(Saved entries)
◇ ◇ ◇ ◇
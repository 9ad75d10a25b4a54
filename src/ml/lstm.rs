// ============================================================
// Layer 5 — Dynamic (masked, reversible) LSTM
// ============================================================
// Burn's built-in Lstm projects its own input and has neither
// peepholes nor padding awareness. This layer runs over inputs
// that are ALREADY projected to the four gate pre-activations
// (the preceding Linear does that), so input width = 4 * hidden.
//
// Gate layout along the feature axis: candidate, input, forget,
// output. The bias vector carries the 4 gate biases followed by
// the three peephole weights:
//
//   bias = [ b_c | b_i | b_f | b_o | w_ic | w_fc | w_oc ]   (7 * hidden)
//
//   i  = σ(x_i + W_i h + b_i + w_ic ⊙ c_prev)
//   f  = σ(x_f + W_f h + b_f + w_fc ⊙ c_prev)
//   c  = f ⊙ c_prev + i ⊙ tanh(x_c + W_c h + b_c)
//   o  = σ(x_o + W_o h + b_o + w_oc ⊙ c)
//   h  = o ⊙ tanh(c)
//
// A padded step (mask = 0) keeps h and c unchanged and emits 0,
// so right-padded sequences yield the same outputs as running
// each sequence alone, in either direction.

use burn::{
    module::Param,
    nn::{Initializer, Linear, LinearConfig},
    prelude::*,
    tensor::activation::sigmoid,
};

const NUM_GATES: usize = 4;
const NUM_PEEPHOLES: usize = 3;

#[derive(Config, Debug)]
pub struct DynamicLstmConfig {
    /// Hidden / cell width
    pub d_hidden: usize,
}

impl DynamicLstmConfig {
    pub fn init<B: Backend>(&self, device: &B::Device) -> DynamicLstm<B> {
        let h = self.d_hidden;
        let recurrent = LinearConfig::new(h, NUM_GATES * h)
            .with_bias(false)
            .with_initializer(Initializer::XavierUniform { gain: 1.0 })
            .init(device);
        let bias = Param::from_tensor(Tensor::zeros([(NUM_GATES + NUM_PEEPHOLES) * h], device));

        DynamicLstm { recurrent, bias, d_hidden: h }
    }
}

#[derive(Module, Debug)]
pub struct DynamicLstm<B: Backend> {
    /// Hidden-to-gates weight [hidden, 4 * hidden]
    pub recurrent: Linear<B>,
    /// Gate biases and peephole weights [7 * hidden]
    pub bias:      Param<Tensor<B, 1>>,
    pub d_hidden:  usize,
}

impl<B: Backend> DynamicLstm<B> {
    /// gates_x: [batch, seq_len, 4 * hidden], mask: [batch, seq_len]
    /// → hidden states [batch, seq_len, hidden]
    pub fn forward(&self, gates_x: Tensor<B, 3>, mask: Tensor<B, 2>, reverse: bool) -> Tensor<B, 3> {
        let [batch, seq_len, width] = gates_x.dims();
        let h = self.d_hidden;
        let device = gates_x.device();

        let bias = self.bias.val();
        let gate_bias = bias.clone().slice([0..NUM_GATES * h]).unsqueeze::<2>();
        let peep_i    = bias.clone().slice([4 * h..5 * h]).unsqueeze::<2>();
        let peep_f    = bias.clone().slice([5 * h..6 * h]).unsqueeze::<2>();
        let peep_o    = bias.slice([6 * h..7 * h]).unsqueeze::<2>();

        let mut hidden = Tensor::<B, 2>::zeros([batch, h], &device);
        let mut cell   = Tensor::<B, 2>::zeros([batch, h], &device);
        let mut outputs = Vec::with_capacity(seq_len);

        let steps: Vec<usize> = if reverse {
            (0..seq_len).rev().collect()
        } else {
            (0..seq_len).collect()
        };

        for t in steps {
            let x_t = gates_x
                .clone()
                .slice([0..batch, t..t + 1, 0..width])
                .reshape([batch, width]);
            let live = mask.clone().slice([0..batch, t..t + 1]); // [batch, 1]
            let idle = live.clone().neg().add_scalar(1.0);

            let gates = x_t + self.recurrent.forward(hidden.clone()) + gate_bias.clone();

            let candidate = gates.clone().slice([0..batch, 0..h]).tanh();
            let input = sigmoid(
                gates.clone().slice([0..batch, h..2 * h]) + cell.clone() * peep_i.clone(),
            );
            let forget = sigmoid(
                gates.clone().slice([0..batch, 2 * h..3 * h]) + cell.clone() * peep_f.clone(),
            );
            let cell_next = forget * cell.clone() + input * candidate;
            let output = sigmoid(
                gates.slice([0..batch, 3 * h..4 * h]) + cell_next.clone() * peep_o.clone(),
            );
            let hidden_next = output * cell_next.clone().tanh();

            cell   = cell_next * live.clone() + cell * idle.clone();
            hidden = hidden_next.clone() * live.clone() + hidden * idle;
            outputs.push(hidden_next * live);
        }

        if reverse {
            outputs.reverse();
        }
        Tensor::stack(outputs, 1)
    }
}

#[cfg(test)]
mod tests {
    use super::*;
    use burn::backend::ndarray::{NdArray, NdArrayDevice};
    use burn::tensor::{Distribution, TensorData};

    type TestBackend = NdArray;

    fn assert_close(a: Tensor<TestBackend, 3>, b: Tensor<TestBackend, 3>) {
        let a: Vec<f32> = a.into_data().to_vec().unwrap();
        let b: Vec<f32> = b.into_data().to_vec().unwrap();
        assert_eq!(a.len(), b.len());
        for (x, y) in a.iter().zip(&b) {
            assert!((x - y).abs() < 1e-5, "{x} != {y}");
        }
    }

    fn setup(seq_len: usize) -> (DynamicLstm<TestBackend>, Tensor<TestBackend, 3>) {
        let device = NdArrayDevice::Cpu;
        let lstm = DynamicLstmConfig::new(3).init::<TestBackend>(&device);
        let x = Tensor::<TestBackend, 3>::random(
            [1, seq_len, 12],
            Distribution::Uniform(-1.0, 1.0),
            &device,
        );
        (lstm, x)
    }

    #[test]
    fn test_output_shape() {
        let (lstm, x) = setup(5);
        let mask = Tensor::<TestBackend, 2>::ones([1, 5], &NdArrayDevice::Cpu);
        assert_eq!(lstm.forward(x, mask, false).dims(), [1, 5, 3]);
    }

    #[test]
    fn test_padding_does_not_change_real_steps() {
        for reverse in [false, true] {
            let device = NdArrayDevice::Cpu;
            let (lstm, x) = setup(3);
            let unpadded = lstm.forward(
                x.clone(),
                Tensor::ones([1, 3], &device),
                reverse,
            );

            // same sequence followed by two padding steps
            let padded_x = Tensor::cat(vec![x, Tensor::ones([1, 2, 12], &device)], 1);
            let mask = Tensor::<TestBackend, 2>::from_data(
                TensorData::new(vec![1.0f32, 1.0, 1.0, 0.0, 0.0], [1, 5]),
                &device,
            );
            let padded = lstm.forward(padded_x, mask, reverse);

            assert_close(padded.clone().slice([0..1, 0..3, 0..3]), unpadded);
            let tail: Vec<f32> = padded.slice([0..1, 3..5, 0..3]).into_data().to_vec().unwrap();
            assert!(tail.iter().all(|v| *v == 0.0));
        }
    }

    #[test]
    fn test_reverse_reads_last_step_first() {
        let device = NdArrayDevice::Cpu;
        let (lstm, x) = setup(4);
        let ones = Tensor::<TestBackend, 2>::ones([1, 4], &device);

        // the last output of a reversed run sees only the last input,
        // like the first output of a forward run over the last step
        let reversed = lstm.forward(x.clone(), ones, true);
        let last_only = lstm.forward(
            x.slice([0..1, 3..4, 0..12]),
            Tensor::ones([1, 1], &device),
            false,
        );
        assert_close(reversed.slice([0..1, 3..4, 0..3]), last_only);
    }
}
◇ ◇ ◇ ◇
EXERCISE REQUIREMENTS:
From the entries, copy every line in which the string "biases" can be found.

RESPONSE TO THIS TASK:
// output. The bias vector carries the 4 gate biases followed by
    /// Gate biases and peephole weights [7 * hidden]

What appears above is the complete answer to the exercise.